• **What the task asks**
Scan the entries below for the word "bind". Copy out every line in which it occurs.

== Records supplied ==

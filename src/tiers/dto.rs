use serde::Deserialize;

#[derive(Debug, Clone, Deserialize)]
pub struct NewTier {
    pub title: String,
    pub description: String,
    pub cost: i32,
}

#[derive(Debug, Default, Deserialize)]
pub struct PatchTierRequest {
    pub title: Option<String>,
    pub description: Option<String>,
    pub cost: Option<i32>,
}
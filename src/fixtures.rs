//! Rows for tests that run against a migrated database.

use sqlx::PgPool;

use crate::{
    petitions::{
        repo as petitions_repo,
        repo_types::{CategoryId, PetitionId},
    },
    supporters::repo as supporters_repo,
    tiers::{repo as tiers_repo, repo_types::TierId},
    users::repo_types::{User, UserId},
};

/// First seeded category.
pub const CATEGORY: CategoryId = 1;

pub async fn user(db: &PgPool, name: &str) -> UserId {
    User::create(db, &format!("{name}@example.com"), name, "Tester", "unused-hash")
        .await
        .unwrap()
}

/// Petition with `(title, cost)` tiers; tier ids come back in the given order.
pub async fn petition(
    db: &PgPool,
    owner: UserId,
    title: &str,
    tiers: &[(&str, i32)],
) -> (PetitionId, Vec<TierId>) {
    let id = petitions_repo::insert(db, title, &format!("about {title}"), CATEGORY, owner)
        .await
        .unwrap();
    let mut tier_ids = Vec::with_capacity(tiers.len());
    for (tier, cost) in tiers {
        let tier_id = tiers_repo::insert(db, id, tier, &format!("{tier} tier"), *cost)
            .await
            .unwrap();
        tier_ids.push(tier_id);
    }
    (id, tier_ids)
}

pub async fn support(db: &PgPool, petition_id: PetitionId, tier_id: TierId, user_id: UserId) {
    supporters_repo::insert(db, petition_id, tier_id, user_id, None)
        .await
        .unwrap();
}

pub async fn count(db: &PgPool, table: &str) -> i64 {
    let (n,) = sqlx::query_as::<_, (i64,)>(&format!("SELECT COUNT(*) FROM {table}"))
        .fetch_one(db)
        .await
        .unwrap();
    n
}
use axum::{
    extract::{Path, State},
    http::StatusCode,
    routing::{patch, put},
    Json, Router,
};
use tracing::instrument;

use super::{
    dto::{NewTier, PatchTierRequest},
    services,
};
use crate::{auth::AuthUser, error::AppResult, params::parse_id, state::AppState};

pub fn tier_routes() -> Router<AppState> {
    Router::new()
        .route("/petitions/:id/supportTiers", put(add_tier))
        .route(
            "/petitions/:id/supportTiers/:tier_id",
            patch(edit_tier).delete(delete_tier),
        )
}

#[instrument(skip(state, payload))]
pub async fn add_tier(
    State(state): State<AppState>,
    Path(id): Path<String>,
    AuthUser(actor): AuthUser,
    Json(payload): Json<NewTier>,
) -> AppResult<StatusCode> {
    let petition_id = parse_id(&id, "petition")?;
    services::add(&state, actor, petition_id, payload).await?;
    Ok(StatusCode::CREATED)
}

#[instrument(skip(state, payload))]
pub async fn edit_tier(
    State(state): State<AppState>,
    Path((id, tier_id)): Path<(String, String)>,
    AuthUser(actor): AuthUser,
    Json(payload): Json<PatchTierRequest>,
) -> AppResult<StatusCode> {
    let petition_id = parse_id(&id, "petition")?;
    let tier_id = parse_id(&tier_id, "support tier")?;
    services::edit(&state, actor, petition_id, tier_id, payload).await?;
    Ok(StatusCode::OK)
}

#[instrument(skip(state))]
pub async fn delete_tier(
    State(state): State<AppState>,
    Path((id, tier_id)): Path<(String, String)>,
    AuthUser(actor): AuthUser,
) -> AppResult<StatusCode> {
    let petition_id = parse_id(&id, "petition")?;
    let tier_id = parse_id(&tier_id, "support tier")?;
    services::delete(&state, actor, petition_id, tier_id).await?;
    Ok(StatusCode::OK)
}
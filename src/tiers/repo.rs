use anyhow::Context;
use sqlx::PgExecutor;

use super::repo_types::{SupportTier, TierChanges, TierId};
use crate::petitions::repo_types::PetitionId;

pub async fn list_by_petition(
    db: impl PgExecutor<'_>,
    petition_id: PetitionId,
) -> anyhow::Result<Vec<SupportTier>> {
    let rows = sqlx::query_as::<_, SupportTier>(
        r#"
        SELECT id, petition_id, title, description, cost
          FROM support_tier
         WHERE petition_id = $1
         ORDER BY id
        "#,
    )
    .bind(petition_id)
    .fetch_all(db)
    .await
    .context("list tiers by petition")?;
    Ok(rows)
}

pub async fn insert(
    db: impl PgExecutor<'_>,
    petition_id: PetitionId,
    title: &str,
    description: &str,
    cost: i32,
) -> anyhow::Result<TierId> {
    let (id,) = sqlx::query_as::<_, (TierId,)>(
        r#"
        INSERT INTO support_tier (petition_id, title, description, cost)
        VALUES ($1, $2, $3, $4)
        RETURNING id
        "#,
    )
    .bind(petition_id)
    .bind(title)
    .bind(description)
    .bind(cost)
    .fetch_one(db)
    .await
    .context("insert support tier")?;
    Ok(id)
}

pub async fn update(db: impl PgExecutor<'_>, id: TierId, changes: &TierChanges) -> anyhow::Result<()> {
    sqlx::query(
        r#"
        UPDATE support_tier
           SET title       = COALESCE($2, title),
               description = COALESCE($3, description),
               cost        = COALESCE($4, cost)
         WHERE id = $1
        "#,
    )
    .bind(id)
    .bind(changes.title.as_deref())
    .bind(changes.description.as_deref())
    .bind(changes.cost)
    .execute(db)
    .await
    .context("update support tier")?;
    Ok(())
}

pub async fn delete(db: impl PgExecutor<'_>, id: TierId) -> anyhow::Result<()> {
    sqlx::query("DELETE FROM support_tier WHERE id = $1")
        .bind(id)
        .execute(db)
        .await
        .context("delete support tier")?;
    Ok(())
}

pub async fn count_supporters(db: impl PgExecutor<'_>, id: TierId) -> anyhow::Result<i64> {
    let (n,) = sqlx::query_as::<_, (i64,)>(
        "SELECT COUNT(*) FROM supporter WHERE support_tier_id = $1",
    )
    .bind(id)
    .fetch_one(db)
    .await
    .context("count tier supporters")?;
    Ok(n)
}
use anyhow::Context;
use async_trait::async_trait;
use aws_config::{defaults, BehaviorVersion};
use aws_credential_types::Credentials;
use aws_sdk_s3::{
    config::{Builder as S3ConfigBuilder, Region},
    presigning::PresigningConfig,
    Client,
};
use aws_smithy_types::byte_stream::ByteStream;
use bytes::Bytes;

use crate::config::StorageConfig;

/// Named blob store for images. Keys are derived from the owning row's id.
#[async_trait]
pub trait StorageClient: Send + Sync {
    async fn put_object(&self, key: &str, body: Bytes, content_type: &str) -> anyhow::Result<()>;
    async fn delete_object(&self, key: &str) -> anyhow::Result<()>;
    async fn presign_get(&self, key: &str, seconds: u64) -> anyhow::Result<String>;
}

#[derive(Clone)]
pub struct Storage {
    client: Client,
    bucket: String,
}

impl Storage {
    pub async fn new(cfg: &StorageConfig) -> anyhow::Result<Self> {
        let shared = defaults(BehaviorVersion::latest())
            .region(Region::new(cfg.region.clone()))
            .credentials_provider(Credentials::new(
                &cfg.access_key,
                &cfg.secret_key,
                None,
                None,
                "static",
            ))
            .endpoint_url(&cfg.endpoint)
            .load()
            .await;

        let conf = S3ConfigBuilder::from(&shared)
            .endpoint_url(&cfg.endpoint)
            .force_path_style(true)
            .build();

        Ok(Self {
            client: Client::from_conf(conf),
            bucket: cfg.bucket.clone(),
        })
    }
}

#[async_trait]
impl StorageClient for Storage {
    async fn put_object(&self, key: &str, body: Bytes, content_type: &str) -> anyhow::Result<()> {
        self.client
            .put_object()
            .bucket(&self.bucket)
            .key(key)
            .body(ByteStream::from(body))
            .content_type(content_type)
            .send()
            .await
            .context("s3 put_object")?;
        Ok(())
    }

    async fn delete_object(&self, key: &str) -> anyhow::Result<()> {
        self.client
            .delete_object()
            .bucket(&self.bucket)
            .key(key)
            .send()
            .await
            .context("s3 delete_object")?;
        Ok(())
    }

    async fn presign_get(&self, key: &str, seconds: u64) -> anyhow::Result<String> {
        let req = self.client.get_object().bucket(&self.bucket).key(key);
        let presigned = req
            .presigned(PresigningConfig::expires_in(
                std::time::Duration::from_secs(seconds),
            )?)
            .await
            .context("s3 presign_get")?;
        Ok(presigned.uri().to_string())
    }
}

===

• **Result of this task**
    .bind(petition_id)
    .bind(petition_id)
    .bind(title)
    .bind(description)
    .bind(cost)
    .bind(id)
    .bind(changes.title.as_deref())
    .bind(changes.description.as_deref())
    .bind(changes.cost)
        .bind(id)
    .bind(id)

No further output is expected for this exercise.